On December 26, 1944, Soutter was the first volunteer when General McAuliffe called for medical assistance for the wounded troops who were surrounded at Bastogne in Belgium near the French border. Twelve medical personnel filed into an engineless glider that had been loaded with medical supplies. The glider's towline was picked up by a C47 cargo plane and the aircraft became airborne. Then, the tether line was disengaged and the glider sailed low and silent over the forests of Ardennes. They landed in the middle of a field. The occupants had to wait for a lull in the fighting to leave the glider and then had to run for the medical tent. Soutter and the other medical personnel performed 63 operations in the next 24 hours. Within the next couple of days, the First and Third Army Divisions broke through the enemy perimeter and began to make their way to liberate Bastogne. In mid-January 1945, Soutter and each member of his medical team received the Silver Star (see left below), the second highest military medal awarded, for "conspicuous gallantry in action."

In 2002 the World War II Veterans of the Battle of the Bulge Association named their Worcester chapter after Soutter. After Bastogne, Soutter was attached to the 42nd Field Hospital, where he worked with Corporal James K. Sunshine, Surgical Technician 3rd Platoon. Mr.l Sunshine recounted his World War II experiences and the beginning of a lifelong friendship with Major Soutter in an article originally published under the title "War Stories" in the Providence Sun Journal in 1994.

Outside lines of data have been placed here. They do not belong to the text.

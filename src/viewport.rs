// ============================================================================
// VIEWPORT — letterboxed "contain" fit of the image inside the edit surface
// ============================================================================

use crate::coords::{Point, Size};
use crate::error::EditorError;

/// Placement of an intrinsic-resolution image inside a display container.
///
/// Never mutated in place: a resize of the container or a new image produces a
/// fresh transform through [`ViewportTransform::fit`].
#[derive(Debug, Copy, Clone, PartialEq)]
pub struct ViewportTransform {
    pub intrinsic: Size,
    pub displayed: Size,
    /// Letterbox padding; at most one axis is non-zero.
    pub offset: Point,
    pub scale_x: f64,
    pub scale_y: f64,
}

impl ViewportTransform {
    /// Object-fit "contain" of a `intrinsic_w`×`intrinsic_h` image into a
    /// `container_w`×`container_h` rectangle.
    pub fn fit(
        intrinsic_w: f64,
        intrinsic_h: f64,
        container_w: f64,
        container_h: f64,
    ) -> Result<Self, EditorError> {
        let intrinsic = Size::new(intrinsic_w, intrinsic_h);
        let container = Size::new(container_w, container_h);
        if !intrinsic.has_area() {
            return Err(EditorError::InvalidImage(format!(
                "intrinsic size {}x{} has no area",
                intrinsic_w, intrinsic_h
            )));
        }
        if !container.has_area() {
            return Err(EditorError::InvalidTransform {
                width: container_w,
                height: container_h,
            });
        }

        let img_ar = intrinsic.aspect_ratio();
        let container_ar = container.aspect_ratio();

        let (displayed, offset) = if img_ar > container_ar {
            let displayed_w = container_w;
            let displayed_h = displayed_w / img_ar;
            (
                Size::new(displayed_w, displayed_h),
                Point::new(0.0, (container_h - displayed_h) / 2.0),
            )
        } else {
            let displayed_h = container_h;
            let displayed_w = displayed_h * img_ar;
            (
                Size::new(displayed_w, displayed_h),
                Point::new((container_w - displayed_w) / 2.0, 0.0),
            )
        };

        Ok(Self {
            intrinsic,
            displayed,
            offset,
            scale_x: intrinsic_w / displayed.width,
            scale_y: intrinsic_h / displayed.height,
        })
    }

    /// Identity mapping for an image edited at its native size.
    pub fn identity(width: u32, height: u32) -> Result<Self, EditorError> {
        Self::fit(width as f64, height as f64, width as f64, height as f64)
    }

    /// Container size this transform was fitted into.
    pub fn container(&self) -> Size {
        Size::new(
            self.displayed.width + 2.0 * self.offset.x,
            self.displayed.height + 2.0 * self.offset.y,
        )
    }

    /// Edit-space point → intrinsic pixel coordinates.
    #[inline]
    pub fn to_intrinsic(&self, edit: Point) -> Point {
        Point::new(
            (edit.x - self.offset.x) * self.scale_x,
            (edit.y - self.offset.y) * self.scale_y,
        )
    }

    /// Intrinsic pixel coordinates → edit-space point.
    #[inline]
    pub fn to_edit(&self, intrinsic: Point) -> Point {
        Point::new(
            intrinsic.x / self.scale_x + self.offset.x,
            intrinsic.y / self.scale_y + self.offset.y,
        )
    }

    /// Whether an edit-space point lies on the displayed image (not the letterbox).
    pub fn contains(&self, edit: Point) -> bool {
        edit.x >= self.offset.x
            && edit.y >= self.offset.y
            && edit.x <= self.offset.x + self.displayed.width
            && edit.y <= self.offset.y + self.displayed.height
    }
}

An account of Soutter and his team's work in Bastogne was published in the Army's That Men Might Live—The Story of the Army Medical Corps.

=== Academia ===
In 1952, Soutter became an associate professor in the surgery department of the Boston University School of Medicine (BUSM). There he developed innovative ideas about medical education and how it is structured. He saw a need for medical education to broaden itself to include much more than just chemistry and science. He realized that the delivery of health care had to change and the education of physicians must follow suit. The number of generalist physicians was declining, and Soutter sought to address this problem by training more generalists who would work along with the specialists. At BUSM his career as a medical educator progressed from his appointment as Associate Dean in 1955, to Acting Dean in 1959, and then to Dean in 1960.

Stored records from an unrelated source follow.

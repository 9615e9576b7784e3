// ============================================================================
// COMPOSITOR — background, text layers, foreground cutout
// ============================================================================

use image::RgbaImage;

use crate::canvas::{blit, draw_into_rect, fit_to, overlay, validate_raster};
use crate::components::layers::{ElementId, TextElement};
use crate::coords::{Point, Size};
use crate::error::EditorError;
use crate::ops::effects::{Fill, drop_shadow, fill_layer, paint_coverage, stroke_band};
use crate::ops::text::{FontBook, GlyphSource, layout_line, rasterize_line};
use crate::ops::transform::blit_rotated;
use crate::viewport::ViewportTransform;

/// Element geometry in the pixel space of the canvas being painted.
#[derive(Clone, Copy, Debug, PartialEq)]
pub struct ElementGeometry {
    /// Top-left of the unrotated line.
    pub origin: Point,
    pub font_size: f32,
    pub letter_spacing: f32,
    pub stroke_width: f32,
    pub shadow_blur: f32,
    pub shadow_offset: (f32, f32),
}

impl ElementGeometry {
    /// Intrinsic-space geometry: position through the forward mapping,
    /// vertical measures by `scale_y`, horizontal ones by `scale_x`.
    pub fn for_export(el: &TextElement, t: &ViewportTransform) -> Self {
        let (sx, sy) = (t.scale_x as f32, t.scale_y as f32);
        Self {
            origin: t.to_intrinsic(el.position()),
            font_size: el.font_size * sy,
            letter_spacing: el.letter_spacing * sx,
            stroke_width: el.stroke_width * sy,
            shadow_blur: el.shadow.blur * sy,
            shadow_offset: (el.shadow.offset_x * sx, el.shadow.offset_y * sy),
        }
    }

    /// Edit-space geometry, as laid out on screen.
    pub fn for_preview(el: &TextElement) -> Self {
        Self {
            origin: el.position(),
            font_size: el.font_size,
            letter_spacing: el.letter_spacing,
            stroke_width: el.stroke_width,
            shadow_blur: el.shadow.blur,
            shadow_offset: (el.shadow.offset_x, el.shadow.offset_y),
        }
    }
}

/// One entry of a layered rendering, bottom to top.
#[derive(Clone, Debug, PartialEq)]
pub enum SceneItem {
    Background { origin: Point, size: Size },
    Text { index: usize, id: ElementId, geometry: ElementGeometry },
    Foreground { origin: Point, size: Size },
}

/// On-screen arrangement: background in the letterboxed rect, visible text
/// in list order at edit-space geometry, foreground cutout over everything.
pub fn preview_scene(elements: &[TextElement], transform: &ViewportTransform) -> Vec<SceneItem> {
    let mut scene = Vec::with_capacity(elements.len() + 2);
    scene.push(SceneItem::Background {
        origin: transform.offset,
        size: transform.displayed,
    });
    scene.extend(
        elements
            .iter()
            .enumerate()
            .filter(|(_, el)| el.visible)
            .map(|(index, el)| SceneItem::Text {
                index,
                id: el.id,
                geometry: ElementGeometry::for_preview(el),
            }),
    );
    scene.push(SceneItem::Foreground {
        origin: transform.offset,
        size: transform.displayed,
    });
    scene
}

pub struct Compositor {
    fonts: FontBook,
}

impl Compositor {
    pub fn new(fonts: FontBook) -> Self {
        Self { fonts }
    }

    pub fn fonts(&self) -> &FontBook {
        &self.fonts
    }

    /// Final raster at the background's intrinsic resolution.
    ///
    /// Either every visible element plus both rasters is rendered, or nothing is.
    pub fn composite(
        &self,
        background: &RgbaImage,
        foreground: &RgbaImage,
        elements: &[TextElement],
        transform: &ViewportTransform,
    ) -> Result<RgbaImage, EditorError> {
        validate_raster(background, "background")?;
        validate_raster(foreground, "foreground")?;
        let (w, h) = background.dimensions();
        if transform.intrinsic != Size::new(w as f64, h as f64) {
            log_warn!(
                "Viewport fitted for {}x{} but background is {}x{}",
                transform.intrinsic.width,
                transform.intrinsic.height,
                w,
                h
            );
        }

        let mut canvas = background.clone();
        for el in elements.iter().filter(|el| el.visible) {
            let geometry = ElementGeometry::for_export(el, transform);
            self.paint_element(&mut canvas, el, &geometry)?;
        }

        let cutout = fit_to(foreground, w, h);
        overlay(&mut canvas, &cutout);
        Ok(canvas)
    }

    /// Live preview at container resolution, painted from [`preview_scene`].
    pub fn render_preview(
        &self,
        background: &RgbaImage,
        foreground: &RgbaImage,
        elements: &[TextElement],
        transform: &ViewportTransform,
    ) -> Result<RgbaImage, EditorError> {
        validate_raster(background, "background")?;
        validate_raster(foreground, "foreground")?;
        let container = transform.container();
        let mut canvas = RgbaImage::new(
            container.width.round().max(1.0) as u32,
            container.height.round().max(1.0) as u32,
        );

        for item in preview_scene(elements, transform) {
            match item {
                SceneItem::Background { origin, size } => {
                    draw_into_rect(&mut canvas, background, origin, size)
                }
                SceneItem::Text {
                    index, geometry, ..
                } => self.paint_element(&mut canvas, &elements[index], &geometry)?,
                SceneItem::Foreground { origin, size } => {
                    draw_into_rect(&mut canvas, foreground, origin, size)
                }
            }
        }
        Ok(canvas)
    }

    /// Rendered size of `el` in edit space: measured line width by
    /// `font_size * line_height`.
    pub fn measure(&self, el: &TextElement) -> Size {
        let font = self.fonts.face(el.font_family);
        let layout = layout_line(font, &el.display_text(), el.font_size, el.letter_spacing);
        Size::new(
            layout.width.max(0.0) as f64,
            (el.font_size * el.line_height) as f64,
        )
    }

    /// Paint one element: shadow under the fill, fill, then the stroke band,
    /// all blended at the element's opacity and rotated about the centre of
    /// the line.
    ///
    /// Only the part of the element that can reach the canvas is rasterized,
    /// so far-off positions and huge font sizes stay cheap. Layers or effects
    /// too large to paint are a `Render` error.
    pub fn paint_element(
        &self,
        canvas: &mut RgbaImage,
        el: &TextElement,
        geo: &ElementGeometry,
    ) -> Result<(), EditorError> {
        let text = el.display_text();
        let px = geo.font_size;
        if text.is_empty()
            || !(px > 0.0 && px.is_finite())
            || !geo.origin.is_finite()
            || !el.rotation.is_finite()
        {
            return Ok(());
        }
        let font = self.fonts.face(el.font_family);
        let layout = layout_line(font, &text, px, geo.letter_spacing);

        // Horizontal ink extent; negative spacing can pull glyphs left of the origin.
        let (ink_min, ink_max) = ink_extent(font, &layout.glyphs, px, layout.width);
        if !(ink_min.is_finite() && ink_max.is_finite()) {
            return Ok(());
        }

        let half_stroke = if el.stroke_width > 0.0 {
            geo.stroke_width / 2.0
        } else {
            0.0
        };
        let sigma = geo.shadow_blur.max(0.0) / 2.0;
        if !(half_stroke <= MAX_EFFECT_REACH && 3.0 * sigma <= MAX_EFFECT_REACH) {
            return Err(EditorError::Render(format!(
                "stroke {} px or shadow blur {} px is too wide",
                geo.stroke_width, geo.shadow_blur
            )));
        }
        let (sdx, sdy) = (finite_or_zero(geo.shadow_offset.0), finite_or_zero(geo.shadow_offset.1));
        let shadow_reach = if el.shadow.enabled {
            3.0 * sigma + sdx.abs().max(sdy.abs())
        } else {
            0.0
        };
        // Neighbourhood the stroke and the shadow read around a painted pixel.
        let margin = (half_stroke + shadow_reach).ceil() as f64 + 2.0;
        let pad = (half_stroke + shadow_reach + px * 0.25).ceil() as f64 + 2.0;

        let (ox, oy) = (geo.origin.x, geo.origin.y);
        let full = Bounds {
            x0: (ox + ink_min as f64).floor() - pad,
            y0: oy.floor() - pad,
            x1: (ox + ink_max as f64).ceil() + pad + 1.0,
            y1: (oy + layout.height() as f64).ceil() + pad + 1.0,
        };
        let pivot = (ox + layout.width as f64 / 2.0, oy + px as f64 / 2.0);

        // Part of the unrotated layer that can land on the canvas.
        let screen = Bounds {
            x0: 0.0,
            y0: 0.0,
            x1: canvas.width() as f64,
            y1: canvas.height() as f64,
        };
        let reachable = if el.rotation == 0.0 {
            screen
        } else {
            screen.unrotated(pivot, el.rotation as f64)
        };
        let visible = full.intersect(reachable);
        if visible.is_empty() {
            return Ok(());
        }
        let window = visible.grow(margin).intersect(full).snapped();
        let (w, h) = (window.x1 - window.x0, window.y1 - window.y0);
        if w * h > MAX_LAYER_PIXELS {
            return Err(EditorError::Render(format!(
                "text layer of {}x{} px is too large",
                w, h
            )));
        }
        let (w, h) = (w as u32, h as u32);

        let left = (ox - window.x0) as f32;
        let top = (oy - window.y0) as f32;
        let coverage = rasterize_line(font, &layout, px, left, top, w, h)?;
        if coverage.is_blank() {
            return Ok(());
        }

        // Fill
        let fill = if el.gradient.enabled {
            Fill::Linear {
                x0: left,
                x1: left + layout.width,
                from: el.gradient.colors[0],
                to: el.gradient.colors[1],
            }
        } else {
            Fill::Solid(el.color)
        };
        let filled = fill_layer(&coverage, &fill);

        // Shadow belongs to the fill pass only.
        let mut layer = if el.shadow.enabled {
            let mut shadowed = drop_shadow(&filled, sdx, sdy, sigma, el.shadow.color);
            overlay(&mut shadowed, &filled);
            shadowed
        } else {
            filled
        };

        // Stroke
        if half_stroke > 0.0 {
            let band = stroke_band(&coverage, half_stroke);
            paint_coverage(&mut layer, &band, el.stroke);
        }

        let opacity = el.opacity.clamp(0.0, 1.0);
        if el.rotation == 0.0 {
            // The window overlaps the canvas and is bounded in size, so it fits i32.
            blit(canvas, &layer, window.x0 as i32, window.y0 as i32, opacity);
        } else {
            blit_rotated(
                canvas,
                &layer,
                (window.x0 as f32, window.y0 as f32),
                (pivot.0 as f32, pivot.1 as f32),
                el.rotation,
                opacity,
            );
        }
        Ok(())
    }
}

/// Largest layer painted for one element, in pixels.
const MAX_LAYER_PIXELS: f64 = (1u64 << 25) as f64;
/// Largest stroke half-width or shadow blur reach, in pixels.
const MAX_EFFECT_REACH: f32 = 512.0;

fn finite_or_zero(v: f32) -> f32 {
    if v.is_finite() { v } else { 0.0 }
}

fn ink_extent(font: &dyn GlyphSource, glyphs: &[(char, f32)], px: f32, width: f32) -> (f32, f32) {
    let mut lo = 0.0f32;
    let mut hi = width.max(0.0);
    for &(ch, x) in glyphs {
        lo = lo.min(x);
        hi = hi.max(x + font.advance(ch, px));
    }
    (lo, hi)
}

/// Axis-aligned box in canvas pixels, kept in f64 so distant elements
/// never go through an integer cast.
#[derive(Clone, Copy, Debug, PartialEq)]
struct Bounds {
    x0: f64,
    y0: f64,
    x1: f64,
    y1: f64,
}

impl Bounds {
    fn is_empty(&self) -> bool {
        !(self.x0 < self.x1 && self.y0 < self.y1)
    }

    fn intersect(self, other: Bounds) -> Bounds {
        Bounds {
            x0: self.x0.max(other.x0),
            y0: self.y0.max(other.y0),
            x1: self.x1.min(other.x1),
            y1: self.y1.min(other.y1),
        }
    }

    fn grow(self, by: f64) -> Bounds {
        Bounds {
            x0: self.x0 - by,
            y0: self.y0 - by,
            x1: self.x1 + by,
            y1: self.y1 + by,
        }
    }

    /// Outward to whole pixels.
    fn snapped(self) -> Bounds {
        Bounds {
            x0: self.x0.floor(),
            y0: self.y0.floor(),
            x1: self.x1.ceil(),
            y1: self.y1.ceil(),
        }
    }

    /// Box around these corners turned back by `degrees` about `pivot`:
    /// the unrotated points that a clockwise rotation carries into `self`.
    fn unrotated(self, pivot: (f64, f64), degrees: f64) -> Bounds {
        let (sin, cos) = degrees.to_radians().sin_cos();
        let corners = [
            (self.x0, self.y0),
            (self.x1, self.y0),
            (self.x0, self.y1),
            (self.x1, self.y1),
        ];
        let mut out = Bounds {
            x0: f64::INFINITY,
            y0: f64::INFINITY,
            x1: f64::NEG_INFINITY,
            y1: f64::NEG_INFINITY,
        };
        for (cx, cy) in corners {
            let (dx, dy) = (cx - pivot.0, cy - pivot.1);
            let lx = pivot.0 + cos * dx + sin * dy;
            let ly = pivot.1 - sin * dx + cos * dy;
            out.x0 = out.x0.min(lx);
            out.y0 = out.y0.min(ly);
            out.x1 = out.x1.max(lx);
            out.y1 = out.y1.max(ly);
        }
        out
    }
}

In October 1962, legislation was enacted establishing the University of Massachusetts Medical School and in December 1963 Massachusetts Governor Endicott Peabody named Soutter Dean of the Medical School project. In February 1964, Soutter began to select faculty and on October 23, 1969, ground was broken at the campus in Worcester. The first class was graduated in 1974.

==Medical libraries==

Soutter took an active interest in libraries and the role they have played in the education of physicians throughout the ages. As a trustee of the Boston Medical Library in the 1960s, he was instrumental in orchestrating a merger of the Harvard Medical School's library collection with that of the Boston Medical Library in 1965. A large medical library, the Francis A. Countway Library, was being built expressly for the purpose of the merger. Harvard's library collection was established in 1782, the date of the founding of the medical school there, and the Boston Medical Library's collection was established in 1875.

When Soutter came to Worcester in the late 1960s, he was the catalyst for the merger of the library collection of the Worcester District Medical Society with that of the newly founded University of Massachusetts Medical School. The plans for the new school's library included a Rare Book Room specifically intended to house the collection of the Worcester Medical Library, which was established in 1798. The merger finally became a reality when the Medical School Library opened its doors in 1973. Mr Charles C. Colby III, Librarian at the Boston Medical Library, was the library consultant on the project. The Medical School Library was renamed The Lamar Soutter Library in 1981 in Soutter's honor.

==Personal life==

Soutter was married to Norah Goldsmith in New York City in 1939, and they had a son, Nicholas. They divorced, and in 1946 Soutter married Mary Cleveland Bigelow. Together, they raised Nicholas and two daughters. Soutter died in Concord, Massachusetts in 1996.